Bayesian multi-phenotype genome-wide association for structured experimental designs. Anthony J. Greenberg^1,2, Gabriel E. Hoffman¹, Pavel Korniliev¹, Yuxin Shi¹, Susan McCouch², Jean-Luc Jannink², Jason Mezey¹. 1) Dept BSCB, Cornell Univ, Ithaca, NY; 2) Dept PBG, Cornell Univ, Ithaca, NY.

   The quest to understand the relationship between genetic and phenotypic variation underpins most fundamental research in evolutionary genetics. It is also critically important for progress in applied fields, such as plant and animal breeding to improve efficiency of food production. With the development of dense single nucleotide polymorphism (SNP) markers, it has become possible to assess genotype-phenotype relationships by conducting genome-wide association (GWA) studies.

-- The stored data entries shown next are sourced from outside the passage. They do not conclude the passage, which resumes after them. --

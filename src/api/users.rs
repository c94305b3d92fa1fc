//! User search and administration endpoints

use super::{ApiError, RegistryClient};
use crate::models::{PagingResponse, User};

impl RegistryClient {
    /// Search users matching a free-text query, one page at most.
    /// An empty query matches everything.
    pub async fn search_users(
        &self,
        q: &str,
        limit: u32,
    ) -> Result<PagingResponse<User>, ApiError> {
        self.get_json(&search_endpoint(q, limit)).await
    }

    /// Fetch one user by key
    pub async fn get_user(&self, key: &str) -> Result<User, ApiError> {
        self.get_json(&user_endpoint(key)).await
    }

    /// Get the catalog of assignable roles
    pub async fn get_roles(&self) -> Result<Vec<String>, ApiError> {
        self.get_json("user/roles").await
    }

    /// Persist an edited user (whole-entity update)
    pub async fn update_user(&self, user: &User) -> Result<(), ApiError> {
        self.put_json(&user_endpoint(&user.key), user).await
    }

    /// Remove (soft-delete) a user
    pub async fn delete_user(&self, key: &str) -> Result<(), ApiError> {
        self.delete(&user_endpoint(key)).await
    }
}

fn search_endpoint(q: &str, limit: u32) -> String {
    format!("user/search?q={}&limit={}", urlencoding::encode(q), limit)
}

fn user_endpoint(key: &str) -> String {
    format!("user/{}", urlencoding::encode(key))
}

#[cfg(test)]
mod tests {
    use super::*;

    #[test]
    fn test_search_endpoint_encoding() {
        assert_eq!(search_endpoint("", 20), "user/search?q=&limit=20");
        assert_eq!(
            search_endpoint("a b&c", 20),
            "user/search?q=a%20b%26c&limit=20"
        );
    }

    #[test]
    fn test_user_endpoint_encoding() {
        assert_eq!(user_endpoint("u1"), "user/u1");
        assert_eq!(user_endpoint("a/b"), "user/a%2Fb");
    }
}
//! UI rendering components

use ratatui::{
    layout::{Constraint, Direction, Layout, Rect},
    style::{Color, Modifier, Style},
    text::{Line, Span},
    widgets::{Block, Borders, Clear, List, ListItem, ListState, Paragraph, Wrap},
    Frame,
};

use super::app::{App, Route, UserController, EDIT_TEXT_FIELDS};
use super::input::InputMode;
use crate::notify::Severity;

/// Render the complete UI
pub fn render(frame: &mut Frame, app: &mut App) {
    let notif_height = match app.notifications.current().len() {
        0 => 0,
        n => n as u16 + 2,
    };

    let chunks = Layout::default()
        .direction(Direction::Vertical)
        .constraints([
            Constraint::Length(3),            // Header
            Constraint::Length(notif_height), // Notifications
            Constraint::Min(0),               // Main content
            Constraint::Length(3),            // Status bar
        ])
        .split(frame.area());

    render_header(frame, app, chunks[0]);
    if notif_height > 0 {
        render_notifications(frame, app, chunks[1]);
    }
    render_content(frame, app, chunks[2]);
    render_status_bar(frame, app, chunks[3]);

    // Input popups
    if app.input_mode == InputMode::Search {
        render_search_popup(frame, app);
    }
    if app.input_mode == InputMode::Editing {
        render_editing_popup(frame, app);
    }
}

/// Render the header with the route breadcrumb
fn render_header(frame: &mut Frame, app: &App, area: Rect) {
    let breadcrumb = match &app.route {
        Route::UserSearch => "Users".to_string(),
        Route::UserDetail { key } => format!("Users ▸ {}", key),
        Route::UserEdit { key } => format!("Users ▸ {} ▸ Edit", key),
    };

    let header = Paragraph::new(breadcrumb)
        .style(Style::default().fg(Color::Cyan).add_modifier(Modifier::BOLD))
        .block(Block::default().borders(Borders::ALL).title(" Regman "));
    frame.render_widget(header, area);
}

/// Render the notifications banner for the current route
fn render_notifications(frame: &mut Frame, app: &App, area: Rect) {
    let lines: Vec<Line> = app
        .notifications
        .current()
        .iter()
        .map(|n| {
            let style = match n.severity {
                Severity::Info => Style::default().fg(Color::Green),
                Severity::Error => Style::default().fg(Color::Red),
            };
            Line::from(Span::styled(n.message.clone(), style))
        })
        .collect();

    let paragraph = Paragraph::new(lines)
        .block(Block::default().borders(Borders::ALL).title(" Notifications "))
        .wrap(Wrap { trim: true });
    frame.render_widget(paragraph, area);
}

/// Render the main content area
fn render_content(frame: &mut Frame, app: &mut App, area: Rect) {
    let route = app.route.clone();
    match route {
        Route::UserSearch => render_search_results(frame, app, area),
        Route::UserDetail { .. } => render_user_detail(frame, app, area),
        Route::UserEdit { .. } => render_user_edit(frame, app, area),
    }
}

/// Render the search results view
fn render_search_results(frame: &mut Frame, app: &mut App, area: Rect) {
    let items: Vec<ListItem> = app
        .search
        .results
        .iter()
        .map(|user| {
            let status = if user.is_deleted() { "⊘" } else { "●" };
            let content = format!(
                "{} {:<30} {:<28} {}",
                status,
                user.get_display_name(),
                user.email.as_deref().unwrap_or(""),
                user.roles.join(", ")
            );

            let style = if user.is_deleted() {
                Style::default().fg(Color::DarkGray)
            } else {
                Style::default()
            };

            ListItem::new(content).style(style)
        })
        .collect();

    let title = if app.search.search_string.is_empty() {
        format!(" Users ({}) ", app.search.count)
    } else {
        format!(
            " Users ({}) – \"{}\" ",
            app.search.count, app.search.search_string
        )
    };

    let list = List::new(items)
        .block(
            Block::default()
                .borders(Borders::ALL)
                .title(title)
                .title_bottom(" ↑↓ Navigate │ Enter: Open │ /: Search │ x: Export │ q: Quit "),
        )
        .highlight_style(
            Style::default()
                .bg(Color::Rgb(50, 50, 80))
                .fg(Color::White)
                .add_modifier(Modifier::BOLD),
        )
        .highlight_symbol("▶ ");

    let mut list_state = ListState::default();
    list_state.select(Some(app.search.index));

    frame.render_stateful_widget(list, area, &mut list_state);
}

/// Render the user detail view
fn render_user_detail(frame: &mut Frame, app: &mut App, area: Rect) {
    let Some(controller) = &app.user else {
        return;
    };

    let chunks = Layout::default()
        .direction(Direction::Vertical)
        .constraints([
            Constraint::Length(3), // User header
            Constraint::Min(0),    // Overview + roles
        ])
        .split(area);

    let heading = match &controller.user {
        Some(user) => format!("{} [{}]", user.get_display_name(), user.get_status()),
        None if controller.loading => "Loading...".to_string(),
        None => format!("User {}", controller.key),
    };
    let header = Paragraph::new(heading)
        .style(Style::default().fg(Color::Cyan).add_modifier(Modifier::BOLD))
        .block(Block::default().borders(Borders::ALL));
    frame.render_widget(header, chunks[0]);

    let columns = Layout::default()
        .direction(Direction::Horizontal)
        .constraints([Constraint::Percentage(55), Constraint::Percentage(45)])
        .split(chunks[1]);

    render_user_overview(frame, controller, columns[0]);
    render_user_roles(frame, controller, columns[1]);
}

/// Render user overview fields
fn render_user_overview(frame: &mut Frame, controller: &UserController, area: Rect) {
    let hints = " e: Edit │ d: Delete │ r: Restore │ Esc: Back ";

    let Some(user) = &controller.user else {
        let placeholder = if controller.loading {
            "Loading user..."
        } else {
            "No user loaded"
        };
        let paragraph = Paragraph::new(placeholder)
            .style(Style::default().fg(Color::DarkGray))
            .block(
                Block::default()
                    .borders(Borders::ALL)
                    .title(" Overview ")
                    .title_bottom(hints),
            );
        frame.render_widget(paragraph, area);
        return;
    };

    let info = vec![
        format!("Key:         {}", user.key),
        format!("Username:    {}", user.user_name.as_deref().unwrap_or("-")),
        format!("First name:  {}", user.first_name.as_deref().unwrap_or("-")),
        format!("Last name:   {}", user.last_name.as_deref().unwrap_or("-")),
        format!("Email:       {}", user.email.as_deref().unwrap_or("-")),
        format!("Country:     {}", user.country.as_deref().unwrap_or("-")),
        format!("Status:      {}", user.get_status()),
        format!("Deleted:     {}", user.deleted.as_deref().unwrap_or("-")),
    ];

    let text: Vec<Line> = info.into_iter().map(Line::from).collect();

    let paragraph = Paragraph::new(text)
        .block(
            Block::default()
                .borders(Borders::ALL)
                .title(" Overview ")
                .title_bottom(hints),
        )
        .wrap(Wrap { trim: false });
    frame.render_widget(paragraph, area);
}

/// Render the assigned-roles panel
fn render_user_roles(frame: &mut Frame, controller: &UserController, area: Rect) {
    let items: Vec<ListItem> = match &controller.roles {
        Some(selection) => selection
            .roles()
            .iter()
            .map(|role| {
                let assigned = selection.is_selected(role);
                let checkbox = if assigned { "[✓]" } else { "[ ]" };
                let style = if assigned {
                    Style::default().fg(Color::Green)
                } else {
                    Style::default().fg(Color::DarkGray)
                };
                ListItem::new(format!("{} {}", checkbox, role)).style(style)
            })
            .collect(),
        None => vec![ListItem::new("Loading roles...").style(Style::default().fg(Color::DarkGray))],
    };

    let assigned = controller
        .roles
        .as_ref()
        .map(|s| s.selected_roles().len())
        .unwrap_or(0);

    let list = List::new(items).block(
        Block::default()
            .borders(Borders::ALL)
            .title(format!(" Roles ({} assigned) ", assigned)),
    );
    frame.render_widget(list, area);
}

/// Render the user edit form
fn render_user_edit(frame: &mut Frame, app: &mut App, area: Rect) {
    let Some(controller) = &app.user else {
        return;
    };
    let (Some(draft), Some(selection)) = (&controller.draft, &controller.draft_roles) else {
        let paragraph = Paragraph::new("Loading...")
            .style(Style::default().fg(Color::Yellow))
            .block(Block::default().borders(Borders::ALL).title(" Edit "));
        frame.render_widget(paragraph, area);
        return;
    };

    let mut items: Vec<ListItem> = Vec::new();

    let values = [
        draft.first_name.as_deref().unwrap_or(""),
        draft.last_name.as_deref().unwrap_or(""),
        draft.email.as_deref().unwrap_or(""),
    ];
    for (label, value) in EDIT_TEXT_FIELDS.iter().zip(values) {
        items.push(ListItem::new(format!("{:<12} {}", format!("{}:", label), value)));
    }

    items.push(ListItem::new(format!(
        "{:<12} ← {} →",
        "Country:",
        draft.country.as_deref().unwrap_or("(none)")
    )));

    for role in selection.roles() {
        let checkbox = if selection.is_selected(role) { "[✓]" } else { "[ ]" };
        items.push(ListItem::new(format!("{} {}", checkbox, role)));
    }

    let list = List::new(items)
        .block(
            Block::default()
                .borders(Borders::ALL)
                .title(format!(" Edit {} ", draft.get_display_name()))
                .title_bottom(
                    " ↑↓ Field │ Enter: Edit │ Space: Toggle role │ Ctrl-s: Save │ Esc: Cancel ",
                ),
        )
        .highlight_style(
            Style::default()
                .bg(Color::Rgb(50, 50, 80))
                .add_modifier(Modifier::BOLD),
        )
        .highlight_symbol("▶ ");

    let mut list_state = ListState::default();
    list_state.select(Some(controller.field_index));

    frame.render_stateful_widget(list, area, &mut list_state);
}

/// Render the status bar
fn render_status_bar(frame: &mut Frame, app: &App, area: Rect) {
    let busy =
        app.search.loading || app.user.as_ref().is_some_and(|c| c.loading || c.saving);

    let state_indicator = if busy {
        Span::styled(" ● Loading ", Style::default().fg(Color::Yellow))
    } else {
        Span::styled(" ● Connected ", Style::default().fg(Color::Green))
    };

    let message = app
        .message
        .as_deref()
        .map(|m| format!(" │ {} ", m))
        .unwrap_or_default();

    let status = Line::from(vec![
        state_indicator,
        Span::raw(format!("│ {} ", app.client.server_url())),
        Span::styled(message, Style::default().fg(Color::Magenta)),
    ]);

    let paragraph = Paragraph::new(status).block(Block::default().borders(Borders::ALL));
    frame.render_widget(paragraph, area);
}

/// Render search popup
fn render_search_popup(frame: &mut Frame, app: &App) {
    let area = centered_rect(50, 3, frame.area());

    frame.render_widget(Clear, area);

    let input = Paragraph::new(app.search_query.as_str())
        .style(Style::default().fg(Color::White))
        .block(
            Block::default()
                .borders(Borders::ALL)
                .title(" Search users (Enter to apply, Esc to cancel) ")
                .style(Style::default().fg(Color::Cyan)),
        );

    frame.render_widget(input, area);

    // Show cursor
    frame.set_cursor_position((area.x + app.search_query.len() as u16 + 1, area.y + 1));
}

/// Render the text-field editing popup
fn render_editing_popup(frame: &mut Frame, app: &App) {
    let area = centered_rect(50, 3, frame.area());

    frame.render_widget(Clear, area);

    let input = Paragraph::new(app.edit_buffer.as_str())
        .style(Style::default().fg(Color::White))
        .block(
            Block::default()
                .borders(Borders::ALL)
                .title(format!(
                    " {} (Enter to apply, Esc to cancel) ",
                    app.editing_field_label()
                ))
                .style(Style::default().fg(Color::Cyan)),
        );

    frame.render_widget(input, area);

    frame.set_cursor_position((area.x + app.edit_buffer.len() as u16 + 1, area.y + 1));
}

/// Create a centered rectangle
fn centered_rect(percent_x: u16, height: u16, r: Rect) -> Rect {
    let popup_layout = Layout::default()
        .direction(Direction::Vertical)
        .constraints([
            Constraint::Length((r.height - height) / 2),
            Constraint::Length(height),
            Constraint::Min(0),
        ])
        .split(r);

    Layout::default()
        .direction(Direction::Horizontal)
        .constraints([
            Constraint::Percentage((100 - percent_x) / 2),
            Constraint::Percentage(percent_x),
            Constraint::Percentage((100 - percent_x) / 2),
        ])
        .split(popup_layout[1])[1]
}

However, these studies are statistically and computationally challenging due to the presence of confounding factors, such as population structure, and the massive amount of SNP and phenotype data. In model organisms, such as Drosophila, phenotypic measurements for GWA are typically performed on inbred lines that are reared in a replicated experiment. Statistical methods developed so far are typically unable to both account for confounding effects and deal for complex experimental designs, especially when multiple phenotypes are considered at once. We developed a Bayesian hierarchical approach that jointly estimates quantitative-genetic parameters for multiple phenotypes, corrects the influence of population structure, and estimates pleiotropic and single-phenotype effects of individual SNPs. The method can incorporate experimental designs of arbitrary complexity, including crosses among lines. We test our method on extensive simulations and apply it to a data set of wing measurements in a set of D. melanogaster lines from the DGRP collection.